We implemented a Web interface because the Internet provides the most widely available means of access. The primary design goal of our Web interface is ease of use. Multiple ‘pathways’ into the data allow users to access the information they want. For example, the user may choose to retrieve information on a locus, information on a population, or a table of frequencies based on one or more search specifications. All these search results provide entryways for further searching. As an example, after searching for locus information, a list of sites typed for that locus is included. By clicking on the site of choice, a page of information about that site comes up. From there, the user may choose to perform a frequency search, bringing up a table of frequencies for that site for all typed populations. We also provide the user with an option to return semicolon-delimited text for their search results. This text can be readily imported by the user into other programs such as a spreadsheet program for further analysis. Finally, our system provides a summary table that indicates the number of individuals typed in each sample for each site. Such a report is useful for project management because it reveals the status of population/loci typings.
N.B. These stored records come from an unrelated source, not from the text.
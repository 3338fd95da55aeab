//! CML usage API client for cmlstat
//!
//! - [`client::CmlClient`] performs single HTTP calls against the usage
//!   endpoints and implements [`cmlstat_core::UsageSource`].
//! - [`retry::with_retry`] repeats a call with exponential backoff.
//! - [`fetcher::UsageFetcher`] follows pagination and collects a full
//!   report window, aborting the run if any call fails permanently.

pub mod client;
pub mod fetcher;
pub mod retry;

pub use client::CmlClient;
pub use fetcher::{FetchedUsage, UsageFetcher};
We describe an allele frequency database that records gene frequency data on a diverse set of population samples and DNA polymorphisms. In constructing the database, the following were emphasized:
• Data quality. To make our data useful for meaningful scientific study, we try to ensure that each population sample analyzed is well documented. We also make an effort to describe, in a structured fashion, the details of a polymorphic site, including its typing method and the protocol used.
• User-friendly interface. We adopted the Web technology to allow our data to be broadly disseminated to the scientific community. Hypertext links are used to connect our data to other Web sites such as PubMed. As demonstrated in the search examples included in the Supplementary material accompanying this paper, our Web interface allows flexible retrieval of frequency data on any combination of populations and loci without too much learning effort. We also provide useful summary reports including one that indicates what populations are typed on what loci as well as the number of individuals typed.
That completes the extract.